Shoppers at Loblaw Cos. Ltd.’s stores will soon no longer be able to get a coffee fix by purchasing Folgers-brand products after a pricing dispute prompted the grocer to pull them from its shelves.
In an email sent to retailers on Wednesday, Loblaw said it decided to delist all Folgers products after talks with the coffee maker’s manufacturer couldn’t solve the impasse.
“After several weeks of negotiations, we were unable to reach an agreement with the manufacturers of Folgers coffee regarding their significant and unjustified proposed price increases,” said the email signed by Loblaw category director Suren Theivakadacham and obtained by The Canadian Press.
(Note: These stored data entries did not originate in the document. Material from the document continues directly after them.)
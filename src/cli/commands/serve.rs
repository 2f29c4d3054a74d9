//! HTTP API server command.

use crate::assistant::Assistant;
use crate::cli::Output;
use crate::config::Settings;
use crate::openai::check_api_key;
use crate::server::{router, ENDPOINTS};
use std::sync::Arc;
use tracing::info;

/// Run the HTTP API server.
pub async fn run_serve(
    host: Option<String>,
    port: Option<u16>,
    no_ui: bool,
    settings: Settings,
) -> anyhow::Result<()> {
    if let Err(e) = check_api_key(&settings.llm) {
        Output::warning(&e.to_string());
    }

    let host = host.unwrap_or_else(|| settings.server.host.clone());
    let port = port.unwrap_or(settings.server.port);
    let ui = settings.server.ui && !no_ui;

    let assistant = Arc::new(Assistant::from_settings(settings)?);
    let app = router(assistant, ui);

    let addr = format!("{}:{}", host, port);
    let listener = tokio::net::TcpListener::bind(&addr).await?;
    info!("Listening on {}", addr);

    Output::header("ytassist API Server");
    println!();
    Output::success(&format!("Listening on http://{}", addr));
    if ui {
        Output::kv("Web page", &format!("http://{}/", addr));
    }
    println!();
    println!("Endpoints:");
    for (name, route) in ENDPOINTS {
        Output::kv(name, route);
    }
    println!();
    Output::info("Press Ctrl+C to stop the server.");

    axum::serve(listener, app)
        .with_graceful_shutdown(shutdown_signal())
        .await?;

    Output::info("Server stopped.");
    Ok(())
}

async fn shutdown_signal() {
    if tokio::signal::ctrl_c().await.is_ok() {
        info!("Shutdown requested");
    }
}
//! OpenAI-compatible client configuration.
//!
//! Any provider exposing the OpenAI chat and embeddings endpoints can be used
//! by setting `llm.api_base`.

use crate::config::LlmSettings;
use crate::error::{AssistError, Result};
use async_openai::{config::OpenAIConfig, Client};
use std::time::Duration;

/// Client type shared by the chat and embedding implementations.
pub type OpenAIClient = Client<OpenAIConfig>;

/// Create a client from settings, reading the key from `llm.api_key_env`.
pub fn create_client(settings: &LlmSettings) -> Result<OpenAIClient> {
    let mut config = OpenAIConfig::new();
    if let Some(key) = settings.api_key() {
        config = config.with_api_key(key);
    }
    if let Some(base) = settings.api_base.as_deref() {
        config = config.with_api_base(base);
    }

    create_client_with_timeout(config, Duration::from_secs(settings.timeout_secs))
}

/// Create a client with an explicit config and timeout.
pub fn create_client_with_timeout(config: OpenAIConfig, timeout: Duration) -> Result<OpenAIClient> {
    let http_client = reqwest::Client::builder()
        .timeout(timeout)
        .build()
        .map_err(|e| AssistError::Config(format!("Failed to create HTTP client: {}", e)))?;

    Ok(Client::with_config(config).with_http_client(http_client))
}

/// Check that an API key is available before starting work that needs one.
pub fn check_api_key(settings: &LlmSettings) -> Result<()> {
    match settings.api_key() {
        Some(_) => Ok(()),
        None => Err(AssistError::Config(format!(
            "{} not set. Set it with: export {}='...'",
            settings.api_key_env, settings.api_key_env
        ))),
    }
}

#[cfg(test)]
mod tests {
    use super::*;

    #[test]
    fn test_missing_key_is_config_error() {
        let settings = LlmSettings {
            api_key_env: "YTASSIST_TEST_KEY_THAT_IS_NEVER_SET".to_string(),
            ..LlmSettings::default()
        };
        let err = check_api_key(&settings).unwrap_err();
        assert!(err.to_string().contains("YTASSIST_TEST_KEY_THAT_IS_NEVER_SET"));
    }

    #[test]
    fn test_client_builds_with_custom_base() {
        let settings = LlmSettings {
            api_base: Some("http://localhost:11434/v1".to_string()),
            ..LlmSettings::default()
        };
        assert!(create_client(&settings).is_ok());
    }
}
“We are doing this because we are on the side of customers, and doing what we can to keep prices low … This decision to delist Folgers coffee reflects our commitment to providing value for customers by not accepting unreasonable cost increases that would hurt Canadians.”
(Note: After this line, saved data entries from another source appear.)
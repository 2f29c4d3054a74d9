//! Embedding generation for semantic search and retrieval.

mod openai;

pub use openai::OpenAIEmbedder;

use crate::error::Result;
use async_trait::async_trait;

/// Trait for embedding generation.
#[async_trait]
pub trait Embedder: Send + Sync {
    /// Generate an embedding for a single text.
    async fn embed(&self, text: &str) -> Result<Vec<f32>>;

    /// Generate embeddings for multiple texts, in input order.
    async fn embed_batch(&self, texts: &[String]) -> Result<Vec<Vec<f32>>>;

    /// Get the embedding dimensions, when fixed by configuration.
    fn dimensions(&self) -> Option<usize>;
}
/// Split videos into groups, keeping first-seen group order.
pub fn group_videos(videos: &[ReportVideo], grouping: Grouping) -> Vec<VideoGroup> {
    let mut groups: Vec<VideoGroup> = Vec::new();

    for video in videos {
        let name = match grouping {
            Grouping::Temporal => "All Videos (temporal grouping requires upload dates)".to_string(),
            Grouping::Topical => topical_group(&video.topics_text()).to_string(),
            Grouping::Channel => video.metadata.author_name.clone(),
            Grouping::All => "All Videos".to_string(),
        };

        match groups.iter_mut().find(|g| g.name == name) {
            Some(group) => group.video_ids.push(video.video_id.clone()),
            None => groups.push(VideoGroup {
                name,
                video_ids: vec![video.video_id.clone()],
            }),
        }
    }

    groups
}

fn topical_group(topics: &str) -> &'static str {
    let topics = topics.to_lowercase();
    if topics.contains("technology") || topics.contains("tech") {
        "Technology"
    } else if topics.contains("education") || topics.contains("learning") {
        "Education"
    } else if topics.contains("business") || topics.contains("marketing") {
        "Business"
    } else {
        "General Content"
    }
}

/// Per-video block of the comparison prompt.
pub fn format_comparison_videos(videos: &[ReportVideo]) -> String {
    videos
        .iter()
        .enumerate()
        .map(|(i, v)| {
            format!(
                "**Video {}: {}**\n- Channel: {}\n- URL: {}\n- Summary: {}\n- Topics: {}\n- Sentiment: {}",
                i + 1,
                v.metadata.title,
                v.metadata.author_name,
                v.url,
                snippet(&v.summary, 300),
                snippet(&v.topics_text(), 200),
                snippet(&v.sentiment_text(), 150),
            )
        })
        .collect::<Vec<_>>()
        .join("\n\n")
}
The email contained an attached list of alternative coffee products the grocer offers as stores prepare to update their shelves.
The move comes as coffee prices continue to rise in Canada.
Last month, Statistics Canada reported the price of coffee and tea was up 13.4 per cent in April on a year-over-year basis — outpacing both the 3.8 per cent increase in the cost of groceries that month, as well as Canada’s overall inflation rate of 1.7 per cent.

Experts say higher coffee prices are in part due to recent extreme weather and changes in temperature, which have caused some producers to experience lower yields.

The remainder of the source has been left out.